In Australien gibt es prinzipiell ein funktionierendes Gesundheitssystem. Dieses ist jedoch strikt in zwei Teile geteilt: »Public Health Care« und »Private Health Care«. Mit der staatlichen Krankenversicherung ist man gegen so gut wie alles abgedeckt, ausgenommen Zahnarztkosten (aus einem mir unverständlichen Grund) und dem Einsatz von Rettungsfahrzeugen. Die Kosten belaufen sich je nach Verdienst auf 1,5 bis 2,5% die vom Jahreseinkommens abgezogen werden.
Das private System ist ursprünglich durch den Gedanken entstanden, dass die staatlichen Krankenhäuser entlastet werden müssen, um die Qualität der Versorgung aufrecht erhalten zu können. Man muss sich nicht zwingend privat versichern, sollte es aber doch irgendwie. Eine Versicherung kann ganz unterschiedlich viel kosten und hängt von vielen Faktoren wie Alter, Krankengeschichte und dem Umfang des gewünschten Pakets ab. Das kann also grob geschätzt alles sein zwischen 30 und 120 Dollar im Monat. Die Regierung will so viele Menschen wie möglich dazu bringen, sich privat versichern zu lassen, man bekommt sogar Rabatte dafür ausbezahlt. Die Realität ist, dass momentan jedoch nur ca. die Hälfte aller Australier eine private Krankenversicherung besitzen.
Dabei kommt mir – aus Sicht eines Österreichers – dieses zweigleisige System ein bisschen wie Geldmacherei vor. Im privaten Sektor gibt es keine »pauschale« Versicherung, wo man gegen alles abgedeckt ist. Da wird ein Geschäft mit der Gesundheit gemacht. Man kauft sich quasi genau das, was man am ehesten denkt, dass man braucht. Und gegen anderes ist man dann nicht oder nur teilweise versichert. Auch muss man sich den individuellen Regeln (abhängig vom Plan) der privaten Versicherungsgesellschaft beugen, wie dass man z.B. ein halbes Jahr warten muss, bevor man eine Brille für Leseschwäche erhält. Irgendwie missfällt mir einfach der Gedanke, dass Gesundheit kein Grundrecht für alle ist.

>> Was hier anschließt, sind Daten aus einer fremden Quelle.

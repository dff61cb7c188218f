//! Component compiler stage.
//!
//! Turns `.svelte` component files into plain JavaScript for the rest of the
//! pipeline: `<script>` blocks are extracted (module context first, then the
//! instance script, matching the framework's execution order) and `<style>`
//! blocks are collected and emitted as one stylesheet asset at the configured
//! path. The real framework compiler stays an external concern; this stage is
//! the declarative glue in front of it.

use std::borrow::Cow;
use std::path::Path;

use indexmap::IndexMap;
use memchr::memmem;
use parking_lot::Mutex;

use crate::bundle::{Bundle, OutputAsset};
use crate::error::Result;
use crate::plugin::Plugin;

#[derive(Debug, Clone)]
pub struct ComponentOptions {
    /// Development build: keep component banners in the extracted script.
    pub dev: bool,
    /// File name of the emitted stylesheet, relative to the output directory.
    pub css_filename: String,
}

pub struct ComponentPlugin {
    options: ComponentOptions,
    /// Styles collected during the pass, keyed by module id for stable output.
    /// Drained in `generate_bundle`; every pass re-transforms the full graph.
    styles: Mutex<IndexMap<String, String>>,
}

impl ComponentPlugin {
    pub fn new(options: ComponentOptions) -> Self {
        Self {
            options,
            styles: Mutex::new(IndexMap::new()),
        }
    }

    fn extract(&self, id: &Path, source: &str) -> String {
        let mut module_script = None;
        let mut instance_script = None;
        for block in find_blocks(source, "script") {
            if block.attrs.contains("context=\"module\"") || block.attrs.contains("context='module'")
            {
                module_script.get_or_insert(block.body);
            } else {
                instance_script.get_or_insert(block.body);
            }
        }

        let styles: Vec<&str> = find_blocks(source, "style").map(|b| b.body).collect();
        if !styles.is_empty() {
            self.styles
                .lock()
                .insert(id.display().to_string(), styles.join("\n"));
        }

        let mut code = String::new();
        if self.options.dev {
            code.push_str(&format!(
                "// shutter:component {} (dev)\n",
                id.file_name().map(|n| n.to_string_lossy()).unwrap_or_default()
            ));
        }
        // Module context runs once per import, before the instance script.
        if let Some(module) = module_script {
            code.push_str(module.trim_matches('\n'));
            code.push('\n');
        }
        if let Some(instance) = instance_script {
            code.push_str(instance.trim_matches('\n'));
            code.push('\n');
        }
        code
    }
}

impl Plugin for ComponentPlugin {
    fn name(&self) -> Cow<'static, str> {
        "shutter-component".into()
    }

    fn transform(&self, id: &Path, code: &str) -> Result<Option<String>> {
        if id.extension().and_then(|e| e.to_str()) != Some("svelte") {
            return Ok(None);
        }
        Ok(Some(self.extract(id, code)))
    }

    fn generate_bundle(&self, bundle: &mut Bundle) -> Result<()> {
        let collected: Vec<String> = self.styles.lock().drain(..).map(|(_, css)| css).collect();
        if collected.is_empty() {
            return Ok(());
        }
        tracing::debug!(components = collected.len(), "emitting extracted styles");
        bundle.emit_asset(OutputAsset {
            filename: self.options.css_filename.clone(),
            source: collected.join("\n"),
        });
        Ok(())
    }
}

struct Block<'a> {
    attrs: &'a str,
    body: &'a str,
}

/// Iterate `<tag ...>body</tag>` blocks. memchr-based, never panics on
/// malformed markup: unterminated blocks are skipped.
fn find_blocks<'a>(source: &'a str, tag: &str) -> impl Iterator<Item = Block<'a>> {
    let open = format!("<{tag}");
    let close = format!("</{tag}>");
    let mut pos = 0;
    let mut blocks = Vec::new();

    while let Some(start) = memmem::find(source[pos..].as_bytes(), open.as_bytes()) {
        let tag_start = pos + start;
        let after_open = tag_start + open.len();
        // Must be followed by whitespace or '>' so `<style>` does not match `<styles>`.
        match source.as_bytes().get(after_open) {
            Some(b'>') | Some(b' ') | Some(b'\t') | Some(b'\n') | Some(b'\r') => {}
            _ => {
                pos = after_open;
                continue;
            }
        }
        let Some(gt) = memmem::find(source[after_open..].as_bytes(), b">") else {
            break;
        };
        let body_start = after_open + gt + 1;
        let Some(end) = memmem::find(source[body_start..].as_bytes(), close.as_bytes()) else {
            break;
        };
        blocks.push(Block {
            attrs: &source[after_open..body_start - 1],
            body: &source[body_start..body_start + end],
        });
        pos = body_start + end + close.len();
    }
    blocks.into_iter()
}

#[cfg(test)]
mod tests {
    use super::*;
    use std::path::PathBuf;

    fn plugin(dev: bool) -> ComponentPlugin {
        ComponentPlugin::new(ComponentOptions {
            dev,
            css_filename: "camera.css".to_string(),
        })
    }

    #[test]
    fn extracts_script_and_collects_style() {
        let source = r#"<script>
let count = 0
</script>

<style>
h1 { color: purple; }
</style>

<h1>{count}</h1>
"#;
        let plugin = plugin(false);
        let code = plugin
            .transform(&PathBuf::from("src/App.svelte"), source)
            .unwrap()
            .unwrap();
        assert!(code.contains("let count = 0"));
        assert!(!code.contains("<style>"));

        let mut bundle = Bundle::default();
        plugin.generate_bundle(&mut bundle).unwrap();
        assert_eq!(bundle.assets.len(), 1);
        assert_eq!(bundle.assets[0].filename, "camera.css");
        assert!(bundle.assets[0].source.contains("color: purple"));
    }

    #[test]
    fn module_context_precedes_instance_script() {
        let source = r#"<script context="module">
export const shared = 'data'
</script>
<script>
let local = 1
</script>
"#;
        let code = plugin(false)
            .transform(&PathBuf::from("src/App.svelte"), source)
            .unwrap()
            .unwrap();
        let module_pos = code.find("shared").unwrap();
        let instance_pos = code.find("local").unwrap();
        assert!(module_pos < instance_pos);
    }

    #[test]
    fn dev_mode_adds_component_banner() {
        let source = "<script>let x = 1</script>";
        let code = plugin(true)
            .transform(&PathBuf::from("src/App.svelte"), source)
            .unwrap()
            .unwrap();
        assert!(code.starts_with("// shutter:component App.svelte (dev)"));

        let code = plugin(false)
            .transform(&PathBuf::from("src/App.svelte"), source)
            .unwrap()
            .unwrap();
        assert!(!code.contains("(dev)"));
    }

    #[test]
    fn non_component_files_pass_through() {
        let result = plugin(false)
            .transform(&PathBuf::from("src/main.js"), "let x = 1")
            .unwrap();
        assert!(result.is_none());
    }

    #[test]
    fn styles_drain_between_passes() {
        let plugin = plugin(false);
        plugin
            .transform(&PathBuf::from("a.svelte"), "<style>a{}</style>")
            .unwrap();

        let mut bundle = Bundle::default();
        plugin.generate_bundle(&mut bundle).unwrap();
        assert_eq!(bundle.assets.len(), 1);

        // Second pass with no components seen: nothing stale is re-emitted.
        let mut bundle = Bundle::default();
        plugin.generate_bundle(&mut bundle).unwrap();
        assert!(bundle.assets.is_empty());
    }

    #[test]
    fn malformed_blocks_do_not_panic() {
        let source = "<script>unterminated";
        let code = plugin(false)
            .transform(&PathBuf::from("src/Broken.svelte"), source)
            .unwrap()
            .unwrap();
        assert!(code.is_empty());
    }
}
//! Build mode selection.
//!
//! The mode is computed once at startup and threaded into the pipeline
//! assembler as a plain parameter. Nothing in the workspace consults ambient
//! process state after that point.

/// Which optional stages the assembler includes.
#[derive(Debug, Clone, Copy, PartialEq, Eq)]
pub enum BuildMode {
    /// Watch-session build: dev-server launcher and live reload, no minifier.
    Development,
    /// One-shot build: minifier, no dev stages.
    Production,
}

impl BuildMode {
    pub fn is_production(self) -> bool {
        matches!(self, Self::Production)
    }

    pub fn is_development(self) -> bool {
        matches!(self, Self::Development)
    }

    /// Derive the mode the way the original build script did: production
    /// unless the watch environment variable is set.
    ///
    /// The CLI normally decides the mode from its subcommand; this exists so
    /// `SHUTTER_WATCH=1 shutter build` keeps behaving like the env-driven
    /// toolchains this pipeline replaced.
    pub fn from_watch_env() -> Self {
        match std::env::var_os("SHUTTER_WATCH") {
            Some(v) if !v.is_empty() => Self::Development,
            _ => Self::Production,
        }
    }
}

impl std::fmt::Display for BuildMode {
    fn fmt(&self, f: &mut std::fmt::Formatter<'_>) -> std::fmt::Result {
        match self {
            Self::Development => write!(f, "development"),
            Self::Production => write!(f, "production"),
        }
    }
}

#[cfg(test)]
mod tests {
    use super::*;

    #[test]
    fn production_predicates() {
        assert!(BuildMode::Production.is_production());
        assert!(!BuildMode::Production.is_development());
        assert!(BuildMode::Development.is_development());
    }

    #[test]
    fn mode_display() {
        assert_eq!(BuildMode::Development.to_string(), "development");
        assert_eq!(BuildMode::Production.to_string(), "production");
    }
}
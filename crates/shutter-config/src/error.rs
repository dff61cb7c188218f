//! Configuration error types.

use std::path::PathBuf;
use thiserror::Error;

#[derive(Debug, Error)]
pub enum ConfigError {
    /// No config file exists at the expected location.
    #[error("Config file not found: {}\n\nHint: create a shutter.toml or rely on the built-in defaults", .0.display())]
    NotFound(PathBuf),

    /// Config file has invalid TOML syntax.
    #[error("Invalid TOML in config file: {0}")]
    InvalidToml(#[from] toml::de::Error),

    /// A field holds a value the pipeline cannot use.
    #[error("Invalid value for '{field}'{}", hint_suffix(.hint))]
    InvalidValue {
        field: String,
        hint: Option<String>,
    },

    /// I/O failure while reading the config file.
    #[error("Failed to read config file: {0}")]
    Io(#[from] std::io::Error),
}

fn hint_suffix(hint: &Option<String>) -> String {
    match hint {
        Some(h) => format!("\n\nHint: {h}"),
        None => String::new(),
    }
}

pub type Result<T, E = ConfigError> = std::result::Result<T, E>;
//! Shutter CLI - build pipeline for the camera front-end.
//!
//! The binary wires the configuration and pipeline crates to a small command
//! surface: `shutter build` runs one production pass, `shutter dev` runs the
//! development loop with file watching, live reload, and the app's own dev
//! server.

pub mod cli;
pub mod commands;
pub mod error;
pub mod logger;
pub mod ui;
pub mod watcher;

Im Allgemeinen lässt sich auch nicht zwingend sagen, dass Qualität von Personal und Ausstattung im privaten Bereich unbedingt besser ist. Das ist anscheinend von Krankenhaus zu Krankenhaus verschieden. Aber man hat weniger lange Wartelisten für nicht lebensgefährdende Verletzungen, wie beispielsweise eine Knieoperation. Und die privaten Krankenhäuser haben – wie man hört – auch das bessere Essen. Im staatlichen System hingegen wird man ständig hinten angereiht. Da dieses überlastet ist und teilweise aus allen Nähten platzt, kann es schon sein, dass man ein paar Monate auf einer Warteliste steht. Und wenn man einen Unfall hat, der nicht als lebensgefährlich eingestuft wird, kann es auch passieren, dass man im staatlichen Krankenhaus einen Tag lang warten muss, bis man behandelt wird. Oder schlimmeres ...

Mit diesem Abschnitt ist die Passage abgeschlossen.